The mission recommended that direct investment income on equity and portfolio investments should be shown separately in the income account of the quarterly statistics. The Central Bank will implement this recommendation. In addition, balance on income statistics, disaggregated according to the IMF standard, are available from the supervisor of balance of payments statistics. The same applies to the disaggregation of assets and liabilities in the financial account regarding other investments: trade credits, loans, currency and deposits, and other. It is always debatable how far statistics for the general public should be broken down, since more detailed dissemination often obscures the headline issues. In Iceland, the presentation of balance of payments statistics has reflected this focus on headline issues, which has been shaped by historical experience (tradition). Interest payments will be calculated on an accrual basis instead of the previous due-for-payment basis.

The inclusion of financial derivatives in the balance of payments and external position statistics is scheduled to take place (at least from the banks). Derivatives are expected to be included in the balance sheets of DMBs next year (and expedited if possible) and efforts will be made to obtain information about derivatives of other financial institutions. Statistics for nonresidents’ deposits have been reconciled with the monetary statistics. Permanent debt between parent and affiliated banks will be included under the direct investment category.

Efforts will be made to improve data collection for the balance of payments statistics. In particular, new approaches need to be explored for capturing data on growing cross-border investment when the quarterly balance of payments is compiled. As the staff has advised, the Central Bank has embarked on an investigation to disclose the reasons for inconsistency in the external position of the monetary statistics and balance of payments.

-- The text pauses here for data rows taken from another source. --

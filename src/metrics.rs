//! Observability metrics for log downloads
//!
//! Emitted through the `metrics` facade. The CLI installs no recorder, so
//! these are no-ops there; an embedding application can install any
//! `metrics` exporter and call [`describe_metrics`] once at startup.

use metrics::{counter, describe_counter, describe_histogram, histogram, Unit};
use std::sync::atomic::{AtomicU64, Ordering};
use std::time::Instant;
use tracing::{debug, error, info, warn};

use crate::downloader::{DownloadError, JobStatus};
use crate::{DateRange, Source};

/// Correlation ID generator for request tracing
static CORRELATION_COUNTER: AtomicU64 = AtomicU64::new(0);

/// Register metric descriptions with the installed recorder
pub fn describe_metrics() {
    describe_counter!(
        "http_requests_total",
        Unit::Count,
        "Total number of HTTP requests made to the Logs API"
    );
    describe_histogram!(
        "http_request_duration_seconds",
        Unit::Seconds,
        "HTTP request duration in seconds"
    );
    describe_counter!(
        "log_request_polls_total",
        Unit::Count,
        "Status checks performed while waiting for log requests"
    );
    describe_counter!(
        "downloads_completed_total",
        Unit::Count,
        "Total number of log exports saved"
    );
    describe_counter!(
        "downloads_failed_total",
        Unit::Count,
        "Total number of failed log downloads"
    );
    describe_counter!(
        "download_bytes_total",
        Unit::Bytes,
        "Bytes of log exports written to disk"
    );
    describe_counter!(
        "cleanup_failures_total",
        Unit::Count,
        "Log requests that could not be cleaned on the server"
    );
}

/// Generate a new correlation ID for request tracing
pub fn generate_correlation_id() -> String {
    let id = CORRELATION_COUNTER.fetch_add(1, Ordering::Relaxed) + 1;
    format!("req-{id:08x}")
}

/// Record an HTTP request with timing
pub struct HttpRequestMetrics {
    endpoint: &'static str,
    start_time: Instant,
    correlation_id: String,
}

impl HttpRequestMetrics {
    /// Start recording a request to `endpoint` (create, status, download, clean)
    pub fn start(endpoint: &'static str) -> Self {
        let correlation_id = generate_correlation_id();
        debug!(correlation_id = %correlation_id, endpoint, "Starting HTTP request");

        Self {
            endpoint,
            start_time: Instant::now(),
            correlation_id,
        }
    }

    /// Record completion with a status code
    pub fn record_complete(&self, status_code: u16) {
        let duration = self.start_time.elapsed();

        counter!(
            "http_requests_total",
            "endpoint" => self.endpoint,
            "status" => status_code.to_string(),
        )
        .increment(1);
        histogram!("http_request_duration_seconds", "endpoint" => self.endpoint)
            .record(duration.as_secs_f64());

        debug!(
            correlation_id = %self.correlation_id,
            endpoint = self.endpoint,
            status = status_code,
            duration_ms = duration.as_millis() as u64,
            "HTTP request completed"
        );
    }

    /// Record a request that produced no status code
    pub fn record_network_error(&self) {
        let duration = self.start_time.elapsed();

        counter!(
            "http_requests_total",
            "endpoint" => self.endpoint,
            "status" => "network_error",
        )
        .increment(1);
        histogram!("http_request_duration_seconds", "endpoint" => self.endpoint)
            .record(duration.as_secs_f64());

        warn!(
            correlation_id = %self.correlation_id,
            endpoint = self.endpoint,
            duration_ms = duration.as_millis() as u64,
            "Network error recorded"
        );
    }

    /// Correlation ID for this request
    pub fn correlation_id(&self) -> &str {
        &self.correlation_id
    }
}

/// Count one status check
pub fn record_poll_attempt(status: &JobStatus) {
    counter!("log_request_polls_total", "status" => status.as_str().to_string()).increment(1);
}

/// Count a cleanup that did not succeed
pub fn record_cleanup_failure() {
    counter!("cleanup_failures_total").increment(1);
}

/// Download metrics for one log request
pub struct DownloadMetrics {
    source: Source,
    range: String,
    start_time: Instant,
}

impl DownloadMetrics {
    /// Start tracking a download
    pub fn start(source: Source, range: &DateRange) -> Self {
        let range = range.to_string();
        info!(source = %source, range = %range, "Download started");

        Self {
            source,
            range,
            start_time: Instant::now(),
        }
    }

    /// Record a saved export
    pub fn record_success(&self, bytes: usize) {
        let duration = self.start_time.elapsed();

        counter!("downloads_completed_total", "source" => self.source.as_str()).increment(1);
        counter!("download_bytes_total", "source" => self.source.as_str()).increment(bytes as u64);

        info!(
            source = %self.source,
            range = %self.range,
            bytes,
            duration_secs = duration.as_secs(),
            "Download completed successfully"
        );
    }

    /// Record a failed download
    pub fn record_failure(&self, error: &DownloadError) {
        let duration = self.start_time.elapsed();

        counter!(
            "downloads_failed_total",
            "source" => self.source.as_str(),
            "error" => error.kind(),
        )
        .increment(1);

        error!(
            source = %self.source,
            range = %self.range,
            error = %error,
            duration_secs = duration.as_secs(),
            "Download failed"
        );
    }
}
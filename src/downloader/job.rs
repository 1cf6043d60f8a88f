//! Log request structures and status tracking

use std::path::PathBuf;
use std::time::Duration;

use crate::{DateRange, Source};

/// A log request accepted by the server
#[derive(Debug, Clone, PartialEq, Eq)]
pub struct ExportJob {
    /// Id assigned by the server
    pub request_id: String,
    /// Counter the logs belong to
    pub counter_id: String,
    /// Requested date range
    pub date_range: DateRange,
    /// Requested source kind
    pub source: Source,
    /// Requested fields, in order
    pub fields: Vec<String>,
}

/// Status of a log request as reported by the server
#[derive(Debug, Clone, PartialEq, Eq)]
pub enum JobStatus {
    /// Not finished yet (`created`, `awaiting_retry`, ...); raw value kept for logs
    Pending(String),
    /// Data is prepared and can be downloaded
    Processed,
    /// Cancelled on the server
    Canceled,
    /// Processing failed on the server
    Failed,
}

impl JobStatus {
    /// Map a raw `log_request.status` value
    pub fn from_remote(status: &str) -> Self {
        match status {
            "processed" => JobStatus::Processed,
            "canceled" => JobStatus::Canceled,
            "failed" | "processing_failed" => JobStatus::Failed,
            other => JobStatus::Pending(other.to_string()),
        }
    }

    /// No further transition happens from a terminal status
    pub fn is_terminal(&self) -> bool {
        !matches!(self, JobStatus::Pending(_))
    }

    /// Terminal status other than `processed`
    pub fn is_failure(&self) -> bool {
        matches!(self, JobStatus::Canceled | JobStatus::Failed)
    }

    /// Status text for logs and metric labels
    pub fn as_str(&self) -> &str {
        match self {
            JobStatus::Pending(raw) => raw.as_str(),
            JobStatus::Processed => "processed",
            JobStatus::Canceled => "canceled",
            JobStatus::Failed => "failed",
        }
    }
}

impl std::fmt::Display for JobStatus {
    fn fmt(&self, f: &mut std::fmt::Formatter<'_>) -> std::fmt::Result {
        f.write_str(self.as_str())
    }
}

/// How a successful polling loop went
#[derive(Debug, Clone, Copy, PartialEq, Eq)]
pub struct PollOutcome {
    /// Status checks performed, including the one that saw `processed`
    pub attempts: u32,
    /// Time spent polling
    pub elapsed: Duration,
}

/// A saved export
#[derive(Debug, Clone, PartialEq, Eq)]
pub struct DownloadResult {
    /// Written file
    pub path: PathBuf,
    /// Bytes written
    pub bytes: usize,
}
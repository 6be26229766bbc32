// SPDX-License-Identifier: MIT
// Copyright (c) 2026 ADNT Sarl <info@adnt.io>

//! Command implementations for bootloader operations.

use std::fs;
use std::io::Write;
use std::path::Path;
use std::time::Duration;

use anyhow::{bail, Context, Result};
use crc::{Crc, CRC_32_ISO_HDLC};
use indicatif::{ProgressBar, ProgressStyle};

use canboot_common::frame::{CanFrame, Clas};
use canboot_common::message::{self, BroadcastInfo};
use canboot_common::protocol::{
    Board, BootloaderCmd, ADDITIONAL_INFO_CHUNKS, ADDITIONAL_INFO_SIZE, BROADCAST_ADDRESS,
    RANDOM_ADDRESS,
};

use crate::transport::Transport;

const CRC32: Crc<u32> = Crc::<u32>::new(&CRC_32_ISO_HDLC);

/// Bytes announced by one ADDRESS.
pub const ROW_SIZE: usize = 16;

/// Bytes per DATA frame.
pub const DATA_CHUNK: usize = 6;

/// START flushes the last flash page.
const START_TIMEOUT: Duration = Duration::from_secs(5);

/// Split an image loaded at `base` into `(address, bytes)` rows.
pub fn rows(image: &[u8], base: u32) -> impl Iterator<Item = (u32, &[u8])> {
    image
        .chunks(ROW_SIZE)
        .enumerate()
        .map(move |(i, row)| (base + (i * ROW_SIZE) as u32, row))
}

fn print_board(info: &BroadcastInfo) {
    let build = match info.process {
        canboot_common::Process::Bootloader => String::new(),
        canboot_common::Process::Application => format!(".{}", info.firmware.build),
    };
    println!(
        "  address {:2}  {:?} ({})  {:?} {}.{}{}",
        info.address,
        Board::from_code(info.board),
        info.board,
        info.process,
        info.firmware.major,
        info.firmware.minor,
        build
    );
}

fn is_broadcast_reply(frame: &CanFrame, host: u8) -> bool {
    frame.clas() == Clas::Bootloader
        && frame.cmd() == BootloaderCmd::Broadcast.code()
        && frame.destination() == host
}

/// BROADCAST to `target` and wait for its identity.
///
/// This also moves a bootloader from Idle to Connected.
fn connect(transport: &mut Transport, host: u8, target: u8) -> Result<BroadcastInfo> {
    transport.drain_rx();
    let request = message::broadcast_request(host, target).context("Invalid broadcast request")?;
    transport.send(&request)?;

    let timeout = transport.timeout();
    let reply = transport
        .wait_for(timeout, |f| is_broadcast_reply(f, host) && f.sender() == target)?
        .with_context(|| format!("Board {} did not answer", target))?;

    BroadcastInfo::load(&reply).with_context(|| format!("Malformed reply from board {}", target))
}

fn expect_ack(transport: &mut Transport, cmd: BootloaderCmd, target: u8, timeout: Duration) -> Result<bool> {
    Ok(transport
        .wait_for(timeout, |f| message::is_ack(f, cmd, target))?
        .is_some())
}

/// Discover the boards on the bus.
pub fn discover(transport: &mut Transport, host: u8) -> Result<()> {
    transport.drain_rx();
    let request =
        message::broadcast_request(host, BROADCAST_ADDRESS).context("Invalid broadcast request")?;
    transport.send(&request)?;

    let timeout = transport.timeout();
    let replies = transport.collect(timeout, |f| is_broadcast_reply(f, host))?;
    let mut boards: Vec<BroadcastInfo> = replies.iter().filter_map(BroadcastInfo::load).collect();
    boards.sort_by_key(|b| b.address);

    if boards.is_empty() {
        println!("No board answered.");
        return Ok(());
    }

    println!("Found {} board(s):", boards.len());
    for board in &boards {
        print_board(board);
    }
    Ok(())
}

/// Upload a raw image to the board at `target`, row by row.
pub fn upload(
    transport: &mut Transport,
    host: u8,
    target: u8,
    file: &Path,
    address: u32,
    erase_eeprom: bool,
) -> Result<()> {
    let firmware = fs::read(file).with_context(|| format!("Failed to read {}", file.display()))?;
    if firmware.is_empty() {
        bail!("{} is empty", file.display());
    }
    let size = firmware.len() as u32;

    println!(
        "Firmware: {} ({} bytes, CRC32: 0x{:08x})",
        file.display(),
        size,
        CRC32.checksum(&firmware)
    );
    println!("Target:   board {} at 0x{:08x}", target, address);
    println!();

    let info = connect(transport, host, target)?;
    print_board(&info);

    print!("Entering update mode... ");
    std::io::stdout().flush()?;
    let request = message::board_request(host, target, erase_eeprom).context("Invalid BOARD request")?;
    transport.send(&request)?;
    let timeout = transport.timeout();
    if !expect_ack(transport, BootloaderCmd::Board, target, timeout)? {
        bail!("Board {} did not acknowledge BOARD", target);
    }
    println!("OK");

    let pb = ProgressBar::new(size as u64);
    pb.set_style(
        ProgressStyle::default_bar()
            .template(
                "{spinner:.green} [{elapsed_precise}] [{bar:40.cyan/blue}] {bytes}/{total_bytes} ({eta})",
            )?
            .progress_chars("#>-"),
    );

    let mut sent = 0u64;
    for (row_address, row) in rows(&firmware, address) {
        let request = message::address_request(host, target, row.len() as u8, row_address)
            .context("Invalid ADDRESS request")?;
        transport.send(&request)?;

        for chunk in row.chunks(DATA_CHUNK) {
            let request = message::data_request(host, target, chunk).context("Invalid DATA request")?;
            transport.send(&request)?;
        }

        if !expect_ack(transport, BootloaderCmd::Data, target, timeout)? {
            pb.abandon();
            bail!("No ack for row at 0x{:08x}", row_address);
        }

        sent += row.len() as u64;
        pb.set_position(sent);
    }

    pb.finish_with_message("Upload complete");
    println!();

    print!("Flushing... ");
    std::io::stdout().flush()?;
    transport.send(&message::start_request(host, target).context("Invalid START request")?)?;
    if !expect_ack(transport, BootloaderCmd::Start, target, START_TIMEOUT.max(timeout))? {
        bail!("Board {} did not acknowledge START", target);
    }
    println!("OK");

    print!("Restarting... ");
    std::io::stdout().flush()?;
    transport.send(&message::end_request(host, target).context("Invalid END request")?)?;
    if !expect_ack(transport, BootloaderCmd::End, target, timeout)? {
        bail!("Board {} did not acknowledge END", target);
    }
    println!("OK");

    println!();
    println!("Firmware uploaded successfully!");
    Ok(())
}

/// Give the board at `target` the address `new`, then check it answers there.
pub fn set_address(transport: &mut Transport, host: u8, target: u8, new: u8) -> Result<()> {
    if new == 0 || new == BROADCAST_ADDRESS {
        bail!("Address {} is reserved", new);
    }

    connect(transport, host, target)?;

    println!("Changing address {} -> {}...", target, new);
    let request = message::set_can_address_request(host, target, new, None)
        .context("Invalid SETCANADDRESS request")?;
    transport.send(&request)?;

    let info = connect(transport, host, new)
        .with_context(|| format!("Board did not move to address {}", new))?;
    print_board(&info);
    Ok(())
}

/// Ask the board at `target` to pick a random address avoiding `mask`.
pub fn set_random_address(
    transport: &mut Transport,
    host: u8,
    target: u8,
    mask: Option<u16>,
) -> Result<()> {
    connect(transport, host, target)?;

    println!("Requesting a random address for board {}...", target);
    let request = message::set_can_address_request(host, target, RANDOM_ADDRESS, mask)
        .context("Invalid SETCANADDRESS request")?;
    transport.send(&request)?;

    // the board does not reply; find it again
    discover(transport, host)
}

/// Read and print the additional info of the board at `target`.
pub fn get_info(transport: &mut Transport, host: u8, target: u8) -> Result<()> {
    let info = read_info(transport, host, target)?;

    let text_len = info.iter().position(|&b| b == 0).unwrap_or(info.len());
    println!("Additional info of board {}:", target);
    println!("  text: {:?}", String::from_utf8_lossy(&info[..text_len]));
    println!("  raw:  {:02x?}", info);
    Ok(())
}

fn read_info(transport: &mut Transport, host: u8, target: u8) -> Result<[u8; ADDITIONAL_INFO_SIZE]> {
    connect(transport, host, target)?;

    let request = message::get_additional_info_request(host, target)
        .context("Invalid GET_ADDITIONAL_INFO request")?;
    transport.send(&request)?;

    let timeout = transport.timeout();
    let replies = transport.collect(timeout, |f| {
        f.clas() == Clas::Bootloader
            && f.cmd() == BootloaderCmd::GetAdditionalInfo.code()
            && f.sender() == target
            && f.data_size() == 5
    })?;

    let mut info = [0u8; ADDITIONAL_INFO_SIZE];
    let mut seen = 0u8;
    for reply in &replies {
        let counter = reply.payload_byte(0);
        if counter >= ADDITIONAL_INFO_CHUNKS {
            continue;
        }
        let offset = 4 * counter as usize;
        info[offset..offset + 4].copy_from_slice(&reply.payload()[1..5]);
        seen |= 1 << counter;
    }

    if seen != 0xFF {
        bail!("Incomplete additional info from board {} (chunks 0b{:08b})", target, seen);
    }
    Ok(info)
}

/// Store `text` as the additional info of the board at `target`.
pub fn set_info(transport: &mut Transport, host: u8, target: u8, text: &str) -> Result<()> {
    let bytes = text.as_bytes();
    if bytes.len() > ADDITIONAL_INFO_SIZE {
        bail!("Text is {} bytes, at most {} fit", bytes.len(), ADDITIONAL_INFO_SIZE);
    }
    let mut info = [0u8; ADDITIONAL_INFO_SIZE];
    info[..bytes.len()].copy_from_slice(bytes);

    connect(transport, host, target)?;

    println!("Writing additional info of board {}...", target);
    for (counter, chunk) in info.chunks(4).enumerate() {
        let request = message::set_additional_info_request(
            host,
            target,
            counter as u8,
            [chunk[0], chunk[1], chunk[2], chunk[3]],
        )
        .context("Invalid SET_ADDITIONAL_INFO request")?;
        transport.send(&request)?;
    }

    let stored = read_info(transport, host, target)?;
    if stored != info {
        bail!("Board {} stored {:02x?}", target, stored);
    }
    println!("OK");
    Ok(())
}
// SPDX-License-Identifier: MIT
// Copyright (c) 2026 ADNT Sarl <info@adnt.io>

//! Boot management: jump record, image validation and jump to the application.

use canboot_common::jumper::{JumpCommand, JumpRecord, VectorTable};
use canboot_common::protocol::JUMP_RECORD_ADDR;

/// Read the command left by the previous run and clear it, so that the next
/// reset is a plain boot unless someone writes a new one.
pub fn take_jump_command() -> JumpCommand {
    let record = unsafe { JumpRecord::read_from(JUMP_RECORD_ADDR) };
    unsafe {
        JumpRecord::cleared().write_to(JUMP_RECORD_ADDR);
    }
    record.command()
}

unsafe fn read_vector_table(addr: u32) -> VectorTable {
    VectorTable {
        initial_sp: (addr as *const u32).read_volatile(),
        reset_vector: (addr as *const u32).offset(1).read_volatile(),
    }
}

/// True if the image at `addr` lies in `[region_start, region_end)` and its
/// vector table looks bootable.
pub fn image_is_valid(addr: u32, region_start: u32, region_end: u32) -> bool {
    if !(region_start..region_end).contains(&addr) || addr % 256 != 0 {
        return false;
    }
    let vt = unsafe { read_vector_table(addr) };
    vt.is_valid_for(addr, region_end)
}

/// Prepare the system for the handoff: no interrupt may fire into the
/// bootloader's handlers once the vector table moves.
unsafe fn prepare_for_firmware_handoff() {
    // Disable all interrupts
    cortex_m::interrupt::disable();

    // Clear all pending interrupts in NVIC
    const NVIC_ICPR: *mut u32 = 0xE000_E280 as *mut u32;
    NVIC_ICPR.write_volatile(0xFFFF_FFFF);

    // Disable all NVIC interrupts
    const NVIC_ICER: *mut u32 = 0xE000_E180 as *mut u32;
    NVIC_ICER.write_volatile(0xFFFF_FFFF);
}

unsafe fn relocate_vector_table(base: u32) {
    const SCB_VTOR: *mut u32 = 0xE000_ED08 as *mut u32;
    SCB_VTOR.write_volatile(base);

    cortex_m::asm::dsb();
    cortex_m::asm::isb();
}

unsafe fn jump_to_firmware(initial_sp: u32, reset_vector: u32) -> ! {
    core::arch::asm!(
        "msr msp, {sp}",
        "cpsie i",  // Re-enable interrupts before jumping (SDK expects PRIMASK=0)
        "bx {reset}",
        sp = in(reg) initial_sp,
        reset = in(reg) reset_vector,
        options(noreturn)
    );
}

/// Start the application whose vector table is at `addr`, executing in place.
///
/// # Safety
/// `addr` must hold a vector table accepted by [`image_is_valid`].
pub unsafe fn jump_to_application(addr: u32) -> ! {
    prepare_for_firmware_handoff();
    relocate_vector_table(addr);

    let vt = read_vector_table(addr);
    jump_to_firmware(vt.initial_sp, vt.reset_vector);
}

Regarding the revision of the data, steps will be taken to improve the policy (entailing the immediate inclusion of new data and explicit statement in statistical releases that this has been done). Steps will also be taken to identify which balance of payments data have been revised when they are released. Every effort will be made to inform users of the reasons for the revision of balance of payments statistics in Central Bank press releases and on the Statistics page of the Central Bank’s website. Furthermore, the Central Bank will consider studies and analyses of revisions and making them public, subject to the availability of staff resources.